Explore Minnesota, the North Star State
Minnesota is full of interesting places and thousands of lakes! In fact, Minnesota is called the “Land of 10,000 Lakes.” Sofia and I thought it would be fun to go on a tour with a guide named Alfie. The tour took us to three of the state’s lakes, each special in different ways.
Alfie grew up in Minnesota and is an artist. He takes photographs and paints the many beautiful scenic views of the state, including some of the ones he showed us during the tour. First Alfie brought us to Lake Superior, which really is superior – it is the largest freshwater lake in the world!
Next we went to Itasca County where we saw colorful Deer Lake. Alfie told us that this is one of the clearest lakes in all of Minnesota and it’s sometimes called “the lake of changing colors.” Because of the minerals in Deer Lake, the water sometimes turns a very bright shade of blue-green, like the day we visited! I couldn’t believe the amazing color it was.
Then we traveled to Lake Minnetonka, which is popular among fishermen. According to Alfie, some fish that live in Minnetonka are Muskie, Northern Pike, Largemouth Bass and Walleye. Most of the lake is located in Hennepin County, which is southwest of Minneapolis and St. Paul.
Finally, Alfie said he wanted to show us another place that he loves to paint, but he said it wasn’t a lake. We were really curious to find out what this could be!
After driving on the tour bus for a little while, Alfie explained that we were on our way to Minneapolis. Finally, we arrived at the Minneapolis Sculpture Garden. I had never seen such huge, magnificent sculptures in my life! Walking through the garden, it felt like we had walked into a painting. One of the coolest sculptures we saw is called the “Spoonbridge and Cherry.” The sculpture is a giant spoon with a cherry dangling from the tip. The spoon’s handle is shaped like a bridge.
Sofia and I wandered around amazed until it was almost evening and time for us to leave. We thanked Alfie for showing us just a few of Minnesota’s treasures. Our time in Minnesota was a blast!
Sam and Sofia
Minnesota HotDish is a delicious baked casserole usually made with meat, vegetables, potatoes and soup. It’s especially good for cold days and large gatherings like family reunions.
I had a great time visiting Minneapolis. The sculpture garden amazed me and so did the many Minneapolis parks. The city even has an elected park board that takes care of the parks.
Lake Superior is the largest freshwater lake in the world. Of the five great lakes of North America, it is the largest, coldest and the highest in elevation.
Food: Blueberry Muffin
Did you know the blueberry muffin is the state muffin of Minnesota? It’s also one of my favorite kinds of muffins. The best ones are warm and made with fresh blueberries!
City: St. Paul
This artistic city is considered the arts and cultural capital of the Midwest! St. Paul has world-class museums, great theater and lots of free concerts and art events. There was so much to explore!

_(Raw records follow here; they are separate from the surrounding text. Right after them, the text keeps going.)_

//! Core chess types.
//!
//! - `Piece` and `Color` - chess piece kinds and colors
//! - `Square` - (rank, file) board square
//! - `CastlingRights` - castling state

mod castling;
mod piece;
mod square;

pub use castling::CastlingRights;
pub use piece::{Color, Piece};
pub use square::Square;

This small glacial lake is located in North Central Minnesota, in the very pretty Itasca Lake Park. Lake Itasca seems small, but it’s the primary source of the Mississippi River.
Activity: Masking Tape Art
Masking tape was invented in Minnesota by a man named Richard Drew. Drew was an engineer at Minnesota Mining and Manufacturing where he created masking tape to help painters make straight borders between colors. Drew’s invention eventually evolved into the tape that we commonly use today. It’s great to use in arts and crafts projects. One of Sam and Sofia’s favorite new projects uses watercolors and masking tape. The masking tape helps you create unique paintings with awesome shapes and designs! Follow the guidelines below to see how it’s done.
Masking Tape Art
What You Need:
- Masking tape
- Water dish
- Watercolor paper
- Decide on a shape, design, or image you would like to paint. One example is a blue sky with clouds.
- Cut the masking tape into little squares. The small pieces will help you more easily form your first shape.
- Apply the tape pieces to the watercolor paper to create your first shape. The entire shape should be covered by tape. For example, Sam and Sofia stuck tape squares to their page to create a large cloud.
- Repeat this step to create any other shapes you might want. (Sam and Sofia made two smaller clouds.)
- Paint the page using your watercolors.
- Once the paint dries, remove the tape from the paper, being careful not to tear the page. Your painting is complete!